2. Relevant equations
Kinematics
i tried: a=(v(squared)/R)
or maybe another sort of similar formula like a=omega(squared)*R

3. The attempt at a solution

a) I used a=(v(squared)/R). I tried finding the velocity at the end of the turn, I tried using 37.01661958 (the new vector formed by 30m/s and final v (21.68479018). I used 114m for the radius. There's something that i dont understand about these circular formulas and how I am supposed to solve them.

b) I believe I am supposed to use my new vector (37.01661958) in relation to the acceleration (which i believe is pointing at the center of the circle), but I can't remember how to calculate that angle.

Any help is very much appreciated!
thanks,
SFS

2. Sep 8, 2008

### LowlyPion

So what was the direction of the acceleration of the car when it began its turn?

It was directed toward what if you are describing it as V2/R ?

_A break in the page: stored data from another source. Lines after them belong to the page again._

//! Messages exchanged with an engine over the [Universal Chess Interface]:
//! [`Command`]s are written to its stdin, [`Response`]s are read from its
//! stdout line by line.
//!
//! [Universal Chess Interface]: https://backscattering.de/chess/uci/

use std::fmt;

/// GUI to engine messages.
#[derive(Debug, PartialEq, Eq)]
pub enum Command {
    /// Switches the engine to UCI mode, answered with `uciok`.
    Uci,
    /// Synchronization point, answered with `readyok`.
    IsReady,
    #[allow(missing_docs)]
    SetOption { name: String, value: Option<String> },
    #[allow(missing_docs)]
    NewGame,
    /// Sets up the position from FEN (or the starting one) and plays the
    /// moves on top of it.
    SetPosition {
        #[allow(missing_docs)]
        fen: Option<String>,
        #[allow(missing_docs)]
        moves: Vec<String>,
    },
    /// Starts searching, answered with `bestmove` when it is done.
    Go {
        #[allow(missing_docs)]
        depth: Option<u32>,
        #[allow(missing_docs)]
        nodes: Option<u64>,
        /// Search time in milliseconds.
        movetime: Option<u64>,
    },
    /// Interrupts the search, the engine still answers with `bestmove`.
    Stop,
    #[allow(missing_docs)]
    Quit,
}

impl fmt::Display for Command {
    fn fmt(&self, f: &mut fmt::Formatter<'_>) -> fmt::Result {
        match self {
            Self::Uci => f.write_str("uci"),
            Self::IsReady => f.write_str("isready"),
            Self::SetOption { name, value } => {
                write!(f, "setoption name {name}")?;
                if let Some(value) = value {
                    write!(f, " value {value}")?;
                }
                Ok(())
            },
            Self::NewGame => f.write_str("ucinewgame"),
            Self::SetPosition { fen, moves } => {
                match fen {
                    Some(fen) => write!(f, "position fen {fen}")?,
                    None => f.write_str("position startpos")?,
                }
                if !moves.is_empty() {
                    write!(f, " moves {}", moves.join(" "))?;
                }
                Ok(())
            },
            Self::Go {
                depth,
                nodes,
                movetime,
            } => {
                f.write_str("go")?;
                if let Some(depth) = depth {
                    write!(f, " depth {depth}")?;
                }
                if let Some(nodes) = nodes {
                    write!(f, " nodes {nodes}")?;
                }
                if let Some(movetime) = movetime {
                    write!(f, " movetime {movetime}")?;
                }
                Ok(())
            },
            Self::Stop => f.write_str("stop"),
            Self::Quit => f.write_str("quit"),
        }
    }
}

/// Engine to GUI messages. Only the parts the game relies on are parsed,
/// everything else is kept as is.
#[derive(Debug, PartialEq, Eq)]
pub enum Response {
    /// `id name <name>`.
    Name(String),
    /// `id author <author>`.
    Author(String),
    #[allow(missing_docs)]
    UciOk,
    #[allow(missing_docs)]
    ReadyOk,
    /// `bestmove <move> [ponder <move>]`. Engines report `(none)` or `0000`
    /// when there is nothing to play.
    BestMove {
        #[allow(missing_docs)]
        best: Option<String>,
        #[allow(missing_docs)]
        ponder: Option<String>,
    },
    /// Search progress, the rest of the line after `info`.
    Info(String),
    /// Supported option, the rest of the line after `option`.
    Option(String),
    /// Anything else, including empty lines.
    Unknown(String),
}

fn meaningful(uci: &&str) -> bool {
    !matches!(*uci, "(none)" | "0000")
}

fn parse_bestmove(parts: &[&str]) -> Response {
    let best = parts.get(1).copied().filter(meaningful).map(ToString::to_string);
    let ponder = match parts.get(2) {
        Some(&"ponder") => parts.get(3).copied().filter(meaningful).map(ToString::to_string),
        _ => None,
    };
    Response::BestMove { best, ponder }
}

fn rest<'a>(input: &'a str, keyword: &str) -> &'a str {
    input
        .trim_start()
        .strip_prefix(keyword)
        .map_or("", str::trim)
}

impl Response {
    /// Parses a single line of engine output. Never fails: unrecognized lines
    /// become [`Response::Unknown`].
    #[must_use]
    pub fn parse(input: &str) -> Self {
        let parts: Vec<&str> = input.split_whitespace().collect();
        match parts.as_slice() {
            ["id", "name", ..] => Self::Name(rest(rest(input, "id"), "name").to_string()),
            ["id", "author", ..] => Self::Author(rest(rest(input, "id"), "author").to_string()),
            ["uciok"] => Self::UciOk,
            ["readyok"] => Self::ReadyOk,
            ["bestmove", ..] => parse_bestmove(&parts),
            ["info", ..] => Self::Info(rest(input, "info").to_string()),
            ["option", ..] => Self::Option(rest(input, "option").to_string()),
            _ => Self::Unknown(input.to_string()),
        }
    }
}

Now if you are using that to describe the acceleration on the car in the turn, what magnitude will acceleration be then when it is slowed by the tangential deceleration? And how is it directed?

3. Sep 8, 2008

### CaptainSFS

Um.. I guess the acceleration of the car when it began is facing behind the car. But because it's turning, isn't there an acceleration facing the center of the circle too (if the turn was a complete circle)?

I'm also not sure how to calculate that magnitude of the slowed acceleration, and I am still unsure how it is directed.

4. Sep 8, 2008

### LowlyPion

The car until it hits the turn is not undergoing any acceleration or deceleration. It is 30 m/s. When it begins its turn on the 114 m radius turn it experiences the centripetal acceleration of V2 / R. And as you point out that is radially directed.

At the 1/4 turn of the turn then where would that acceleration still be pointing? It's magnitude is smaller because of the tangential deceleration. But the direction of the centripetal acceleration is still where?

When you add in the tangential deceleration vector, to the centripetal acceleration vector ...

5. Sep 8, 2008

### CaptainSFS

okay, i think it is slightly making more sense. The centripetal is always facing to the inside of the turn (i.e. center of the cirlce). So at the end of the 1/4 turn its still facing the center, but at a different angle. And the tangential acceleration is the tangent of the curve at the end of the curve?

I am still really clueless in calculating these two accelerations, or maybe just the centripetal acceleration because the tangential is given?, because when I add the two numbers that i come up with, it still isn't the correct answer.

6. Sep 8, 2008

### LowlyPion

Yes that's it.

Centripetal acceleration is v2/r
The tangential acceleration is -1.2 m/s2 as given.

These are at right angles but they resolve into a resultant acceleration vector.

You can calculate the v2/r from the Velocity that it slowed to over the course of the turn. (You already calculated that.)

7. Sep 8, 2008

### rgalvan2

I am also having difficultly with this problem. I'm confused on how or even where to start. Help please!! This is due tomorrow!

Last edited: Sep 8, 2008
8. Sep 8, 2008

### CaptainSFS

Oh, thanks! I figured i had to calculate a resultant vector, but i thought it was for the initial and final velocity. The resultant acceleration vector i got worked. So thanks again for helping explain this to me, it makes much more sense.

peace.